Friday, May 29, 2009

changes

How handsome is this guy? He's going to the be the fox in school!

Wednesday was Maysen’s last day of school so I guess for him that signified the beginning of summer. And today sure felt like it! I think it got to above 90F here today. By 7:00pm tonight it was still 87F. So we pulled out the hose and let the boys get wet before bedtime.

I have always said that I believe that everything happens for a reason. And sometimes it just feel like life’s taking a turn. That is what is happening for me. I haven’t said anything but there have been some changes heading my way that I am excited about. We are expecting another baby! No – just kidding!!!

I have felt a heavy weight on my back over the last few months. Almost like a conflict. The Mommy in me loves staying home … but the NURSE in me, the part that craves helping and healing has felt stifled. True; I still go in and work at the clinic and work Triage and fill in here and there, but I have craved something “more”. More of a specialty, maybe.

So, I started keeping my eyes open for PRN (meaning basically “fill in”) positions in other areas of medicine. I applied for PRN positions in the ER, the ICU, and even the OR. That produced nothing, as I learned from a physician-friend of mine that the local hospital is experiencing a hiring freeze. Then one late night I happened across an ad for a PRN pre-op/PACU (recovery nurse) position for approx 1 day per week. I sent in my application, 1 week after it was posted and waited. Nothing. Then on the 4th day, I got a call from the NeuroSpine Institute in town. She asked me to meet with her the following morning and we had a TWELVE MINUTE interview. I thought it was doomed. I have, afterall, no experience in Pre-Op or Recovery Room. She told me she’d call me the following Tuesday after Memorial Day.

Tuesday came and went. No word. On Wednesday morning one of my fellow co-workers called to tell me that the Neurosurgical team had called her for my reference. While on the call with her, they called me! She asked if I’d come to the surgical suite to meet the other nurses and then “lets discuss training”. I get there and about 25min later a nurse, C, comes to get me. We go back to the nurses station and she sits me down and I get hit with a mother load of non-expectations: “So, what assets can you bring to our company?” HUH!? I was so not prepared for that, I had no idea this was Round II of interrogations. I BS’d my way through that in the end I’m sure it was more of a confusing answer than a real one. I got asked about my level of competency, my level of pace, etc. After 20 min of that I was glad to hear her say she was done. She then let A know she was done with me. A sent me back out to the waiting room for 10 more minutes and then came out to ask me if I could start training next week. It was a bit awkward having that go down in the waiting room … in front of “other” staff. But whatever, it was fine. In the end I GOT THE JOB. I am a true RN with a true specialty of Pre-Op/PACU nurse.
I have this sense of peace now knowing that although I’m going to home with my kids pretty full-time, there is one day a week that I am skipping out of my house and to somewhere where my inner true self will shine. I get MY identity back, and that is that I am an RN! I get to produce skills that only an RN can/will do. I get to be that person that helps others, strangers, in a time of need. I get to help the doctor perform miracles on some people. I’ve been missing that heightened level of … nursing. And it’s back now!!

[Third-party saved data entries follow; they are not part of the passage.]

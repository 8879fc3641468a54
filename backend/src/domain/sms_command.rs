//! Classification of inbound driver text messages.
//!
//! Parsing is kept apart from state changes: [`SmsCommand::classify`] turns a
//! free-text body into one of a closed set of commands, and the queue service
//! applies it.

use super::site::SiteCode;
use super::truck::{EtaMinutes, LineType};

/// A driver instruction recognised in an SMS body.
#[derive(Debug, Clone, Copy, PartialEq, Eq)]
pub enum SmsCommand {
    /// `ARRIVED`
    Arrived,
    /// `LOADING` or `UNLOADING`
    Loading,
    /// `DEPARTED`
    Departed,
    /// `CANCEL`, `CANCELED`, or `CANCELLED`
    Cancel,
    /// `ETA <n>` with `n` of one to three digits. Zero is kept so the reply
    /// can ask for a usable value.
    SetEta(u32),
    /// `HELP`
    Help,
    /// Anything else.
    Unknown,
}

impl SmsCommand {
    /// Classify a message body. Case and surrounding whitespace are ignored.
    #[must_use]
    pub fn classify(body: &str) -> Self {
        let upper = body.trim().to_uppercase();
        if let Some(minutes) = parse_eta(&upper) {
            return Self::SetEta(minutes);
        }
        let first = upper
            .split(|c: char| c.is_whitespace() || c == ',')
            .next()
            .unwrap_or_default();
        match first {
            "ARRIVED" => Self::Arrived,
            "LOADING" | "UNLOADING" => Self::Loading,
            "DEPARTED" => Self::Departed,
            "CANCEL" | "CANCELED" | "CANCELLED" => Self::Cancel,
            "HELP" => Self::Help,
            _ => Self::Unknown,
        }
    }
}

/// Match `ETA`, whitespace, then one to three digits ending at a word boundary.
fn parse_eta(upper: &str) -> Option<u32> {
    let rest = upper.strip_prefix("ETA")?;
    let digits_start = rest.trim_start();
    if digits_start.len() == rest.len() {
        return None;
    }
    let digits: String = digits_start
        .chars()
        .take_while(char::is_ascii_digit)
        .collect();
    if digits.is_empty() || digits.len() > 3 {
        return None;
    }
    let boundary = digits_start.chars().nth(digits.len());
    if boundary.is_some_and(|c| c.is_alphanumeric() || c == '_') {
        return None;
    }
    digits.parse().ok()
}

/// Context pulled from a message body when a new queue entry is created.
#[derive(Debug, Clone, PartialEq, Eq)]
pub struct SmsHints {
    upper: String,
}

impl SmsHints {
    /// Capture hints from a raw body.
    #[must_use]
    pub fn new(body: &str) -> Self {
        Self {
            upper: body.trim().to_uppercase(),
        }
    }

    /// `DELIVER` when the body mentions delivering or unloading.
    #[must_use]
    pub fn line_type(&self) -> LineType {
        if self.upper.contains("DELIVER") || self.upper.contains("UNLOAD") {
            LineType::Deliver
        } else {
            LineType::Load
        }
    }

    /// Whether the body starts with the site code or names it after a space.
    #[must_use]
    pub fn mentions_site(&self, code: &SiteCode) -> bool {
        let code = code.as_str();
        self.upper.starts_with(code) || self.upper.contains(&format!(" {code}"))
    }
}

/// Reply text for an applied command.
#[derive(Debug, Clone, PartialEq, Eq)]
pub enum SmsReply {
    /// Body or sender missing.
    MissingFields,
    /// No site exists to attach the truck to.
    NoSites,
    /// Marked arrived.
    Arrived,
    /// Marked loading; the wording follows the line type.
    Loading(LineType),
    /// Marked departed.
    Departed,
    /// Cancelled, which also marks departed.
    Canceled,
    /// ETA recorded.
    EtaUpdated(EtaMinutes),
    /// ETA present but unusable.
    EtaInvalid,
    /// Command list.
    Help,
    /// Fallback.
    Unknown,
    /// Processing failed.
    Error,
}

impl SmsReply {
    /// Human-readable reply text.
    #[must_use]
    pub fn text(&self) -> String {
        match self {
            Self::MissingFields => "Missing from/body".to_owned(),
            Self::NoSites => "No sites configured".to_owned(),
            Self::Arrived => "Thanks \u{2014} marked ARRIVED. Reply LOADING when you start.".to_owned(),
            Self::Loading(line) => {
                let verb = match line {
                    LineType::Deliver => "UNLOADING",
                    LineType::Load => "LOADING",
                };
                format!("Got it \u{2014} marked {verb}. Reply DEPARTED when finished.")
            }
            Self::Departed => "Marked DEPARTED. Thank you.".to_owned(),
            Self::Canceled => "Canceled \u{2014} marked DEPARTED. Thank you.".to_owned(),
            Self::EtaUpdated(eta) => format!(
                "ETA updated: {} min. Reply ARRIVED when you get there.",
                eta.get()
            ),
            Self::EtaInvalid => "Please send ETA as: ETA 25".to_owned(),
            Self::Help => {
                "Commands: ARRIVED, LOADING, DEPARTED, ETA 25, CANCEL. You can also include site code: CIF or CCR."
                    .to_owned()
            }
            Self::Unknown => {
                "Sorry, not sure. Try: ARRIVED, LOADING, DEPARTED, ETA 25, or CANCEL.".to_owned()
            }
            Self::Error => "Error".to_owned(),
        }
    }

    /// Reply wrapped as a TwiML document.
    #[must_use]
    pub fn twiml(&self) -> String {
        format!(
            "<Response><Message>{}</Message></Response>",
            escape_xml(&self.text())
        )
    }
}

fn escape_xml(text: &str) -> String {
    let mut out = String::with_capacity(text.len());
    for c in text.chars() {
        match c {
            '&' => out.push_str("&amp;"),
            '<' => out.push_str("&lt;"),
            '>' => out.push_str("&gt;"),
            '"' => out.push_str("&quot;"),
            '\'' => out.push_str("&apos;"),
            other => out.push(other),
        }
    }
    out
}

#[cfg(test)]
#[path = "sms_command_tests.rs"]
mod tests;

Something even more fun that is going to start happening on Monday is that I have hired a private Yoga Instructor who comes to my house 5 days a week and teaches me Ashtanga Yoga out on my deck in the evenings. We’re going to alternate Yoga with high endurance walking. I am excited to get that going – someone to come and kick my butt into gear while teaching me a holistic form of Yoga that can calm my core!

I can't wait to see what these 2 different things in my life do. Either/or could quite impact my life so I'm just going to hold on for the ride :)

1 comment:

Sherrill said...

Is it me or is Griffin growing like a weed? So cute..... looked like the boys got nice and cooled off. They'll be out on the deck doing Yoga with mommy :o) Fun stuff. Good for you girl!